[Stored data]

****

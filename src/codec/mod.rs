//! Codec Module
//!
//! Turns values into payload bytes and back: a serialization format
//! streamed through an optional compressor.

mod compression;
mod format;
mod types;

use std::sync::Arc;

use serde::{de::DeserializeOwned, Serialize};

use crate::error::{CacheError, Result};

pub use compression::{Compression, DEFAULT_ZSTD_LEVEL};
pub use format::{SerializationFormat, MAX_PAYLOAD_BYTES};
pub use types::{type_tag, CacheValue, ErasedValue, TypeRegistry};

/// Initial capacity for uncompressed payload buffers.
const ENCODE_BUFFER_CAPACITY: usize = 256;

// == Codec ==
/// Serializer plus compressor, chosen once and shared by every cache.
///
/// Cloning is cheap: the type table sits behind an `Arc`.
#[derive(Debug, Clone)]
pub struct Codec {
    format: SerializationFormat,
    compression: Compression,
    types: Arc<TypeRegistry>,
}

impl Codec {
    /// Creates a codec with the built-in type table.
    pub fn new(format: SerializationFormat, compression: Compression) -> Self {
        Self::builder()
            .format(format)
            .compression(compression)
            .build()
    }

    pub fn builder() -> CodecBuilder {
        CodecBuilder::default()
    }

    pub fn format(&self) -> SerializationFormat {
        self.format
    }

    pub fn compression(&self) -> Compression {
        self.compression
    }

    pub fn types(&self) -> &TypeRegistry {
        &self.types
    }

    // == Encode ==
    /// Serializes `value`, compressing the stream when configured.
    pub fn encode<T: Serialize + ?Sized>(&self, value: &T) -> Result<Vec<u8>> {
        match self.compression {
            Compression::None => {
                let mut buf = Vec::with_capacity(ENCODE_BUFFER_CAPACITY);
                self.format.write(&mut buf, value)?;
                Ok(buf)
            }
            Compression::Zstd { level } => {
                let mut encoder = zstd::stream::write::Encoder::new(Vec::new(), level)
                    .map_err(|e| CacheError::Serialization(e.to_string()))?;
                self.format.write(&mut encoder, value)?;
                encoder
                    .finish()
                    .map_err(|e| CacheError::Serialization(e.to_string()))
            }
        }
    }

    // == Decode ==
    /// Decompresses and deserializes a `T`.
    pub fn decode<T: DeserializeOwned>(&self, bytes: &[u8]) -> Result<T> {
        match self.compression {
            Compression::None => self.format.read(bytes),
            Compression::Zstd { .. } => {
                let decoder = zstd::stream::read::Decoder::new(bytes)
                    .map_err(|e| CacheError::Decode(e.to_string()))?;
                self.format.read(decoder)
            }
        }
    }

    // == Decode Tagged ==
    /// Decodes a payload whose type is only known by its tag.
    ///
    /// Fails with `Decode` when the tag was never registered.
    pub fn decode_tagged(&self, tag: &str, bytes: &[u8]) -> Result<ErasedValue> {
        let decoder = self
            .types
            .decoder(tag)
            .ok_or_else(|| CacheError::Decode(format!("unknown type '{}'", tag)))?;
        decoder(self, bytes)
    }
}

impl Default for Codec {
    fn default() -> Self {
        Self::builder().build()
    }
}

// == Codec Builder ==
#[derive(Debug)]
pub struct CodecBuilder {
    format: SerializationFormat,
    compression: Compression,
    types: TypeRegistry,
}

impl Default for CodecBuilder {
    fn default() -> Self {
        Self {
            format: SerializationFormat::default(),
            compression: Compression::default(),
            types: TypeRegistry::with_builtins(),
        }
    }
}

impl CodecBuilder {
    pub fn format(mut self, format: SerializationFormat) -> Self {
        self.format = format;
        self
    }

    pub fn compression(mut self, compression: Compression) -> Self {
        self.compression = compression;
        self
    }

    /// Makes `T` decodable on untyped reads.
    pub fn register<T: CacheValue>(mut self) -> Self {
        self.types.register::<T>();
        self
    }

    pub fn build(self) -> Codec {
        Codec {
            format: self.format,
            compression: self.compression,
            types: Arc::new(self.types),
        }
    }
}
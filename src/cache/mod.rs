//! Cache Module
//!
//! Named caches that store typed values as tagged binary records, with
//! sliding TTL expiration on reads.

mod named;
mod stats;
mod value;


// Re-export public types
pub use named::Cache;
pub use stats::{CacheStats, StatsRecorder};
pub use value::{ValueWrapper, NIL_SENTINEL, PAYLOAD_BIN, TYPE_TAG_BIN};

****

EXERCISE INSTRUCTIONS.
All of the data above should be reproduced exactly, with nothing missing.

FINISHED TASK.
filename src/codec/mod.rs
//! Codec Module
//!
//! Turns values into payload bytes and back: a serialization format
//! streamed through an optional compressor.

mod compression;
mod format;
mod types;

use std::sync::Arc;

use serde::{de::DeserializeOwned, Serialize};

use crate::error::{CacheError, Result};

pub use compression::{Compression, DEFAULT_ZSTD_LEVEL};
pub use format::{SerializationFormat, MAX_PAYLOAD_BYTES};
pub use types::{type_tag, CacheValue, ErasedValue, TypeRegistry};

/// Initial capacity for uncompressed payload buffers.
const ENCODE_BUFFER_CAPACITY: usize = 256;

// == Codec ==
/// Serializer plus compressor, chosen once and shared by every cache.
///
/// Cloning is cheap: the type table sits behind an `Arc`.
#[derive(Debug, Clone)]
pub struct Codec {
    format: SerializationFormat,
    compression: Compression,
    types: Arc<TypeRegistry>,
}

impl Codec {
    /// Creates a codec with the built-in type table.
    pub fn new(format: SerializationFormat, compression: Compression) -> Self {
        Self::builder()
            .format(format)
            .compression(compression)
            .build()
    }

    pub fn builder() -> CodecBuilder {
        CodecBuilder::default()
    }

    pub fn format(&self) -> SerializationFormat {
        self.format
    }

    pub fn compression(&self) -> Compression {
        self.compression
    }

    pub fn types(&self) -> &TypeRegistry {
        &self.types
    }

    // == Encode ==
    /// Serializes `value`, compressing the stream when configured.
    pub fn encode<T: Serialize + ?Sized>(&self, value: &T) -> Result<Vec<u8>> {
        match self.compression {
            Compression::None => {
                let mut buf = Vec::with_capacity(ENCODE_BUFFER_CAPACITY);
                self.format.write(&mut buf, value)?;
                Ok(buf)
            }
            Compression::Zstd { level } => {
                let mut encoder = zstd::stream::write::Encoder::new(Vec::new(), level)
                    .map_err(|e| CacheError::Serialization(e.to_string()))?;
                self.format.write(&mut encoder, value)?;
                encoder
                    .finish()
                    .map_err(|e| CacheError::Serialization(e.to_string()))
            }
        }
    }

    // == Decode ==
    /// Decompresses and deserializes a `T`.
    pub fn decode<T: DeserializeOwned>(&self, bytes: &[u8]) -> Result<T> {
        match self.compression {
            Compression::None => self.format.read(bytes),
            Compression::Zstd { .. } => {
                let decoder = zstd::stream::read::Decoder::new(bytes)
                    .map_err(|e| CacheError::Decode(e.to_string()))?;
                self.format.read(decoder)
            }
        }
    }

    // == Decode Tagged ==
    /// Decodes a payload whose type is only known by its tag.
    ///
    /// Fails with `Decode` when the tag was never registered.
    pub fn decode_tagged(&self, tag: &str, bytes: &[u8]) -> Result<ErasedValue> {
        let decoder = self
            .types
            .decoder(tag)
            .ok_or_else(|| CacheError::Decode(format!("unknown type '{}'", tag)))?;
        decoder(self, bytes)
    }
}

impl Default for Codec {
    fn default() -> Self {
        Self::builder().build()
    }
}

// == Codec Builder ==
#[derive(Debug)]
pub struct CodecBuilder {
    format: SerializationFormat,
    compression: Compression,
    types: TypeRegistry,
}

impl Default for CodecBuilder {
    fn default() -> Self {
        Self {
            format: SerializationFormat::default(),
            compression: Compression::default(),
            types: TypeRegistry::with_builtins(),
        }
    }
}

impl CodecBuilder {
    pub fn format(mut self, format: SerializationFormat) -> Self {
        self.format = format;
        self
    }

    pub fn compression(mut self, compression: Compression) -> Self {
        self.compression = compression;
        self
    }

    /// Makes `T` decodable on untyped reads.
    pub fn register<T: CacheValue>(mut self) -> Self {
        self.types.register::<T>();
        self
    }

    pub fn build(self) -> Codec {
        Codec {
            format: self.format,
            compression: self.compression,
            types: Arc::new(self.types),
        }
    }
}
filename src/cache/mod.rs
//! Cache Module
//!
//! Named caches that store typed values as tagged binary records, with
//! sliding TTL expiration on reads.

mod named;
mod stats;
mod value;


// Re-export public types
pub use named::Cache;
pub use stats::{CacheStats, StatsRecorder};
pub use value::{ValueWrapper, NIL_SENTINEL, PAYLOAD_BIN, TYPE_TAG_BIN};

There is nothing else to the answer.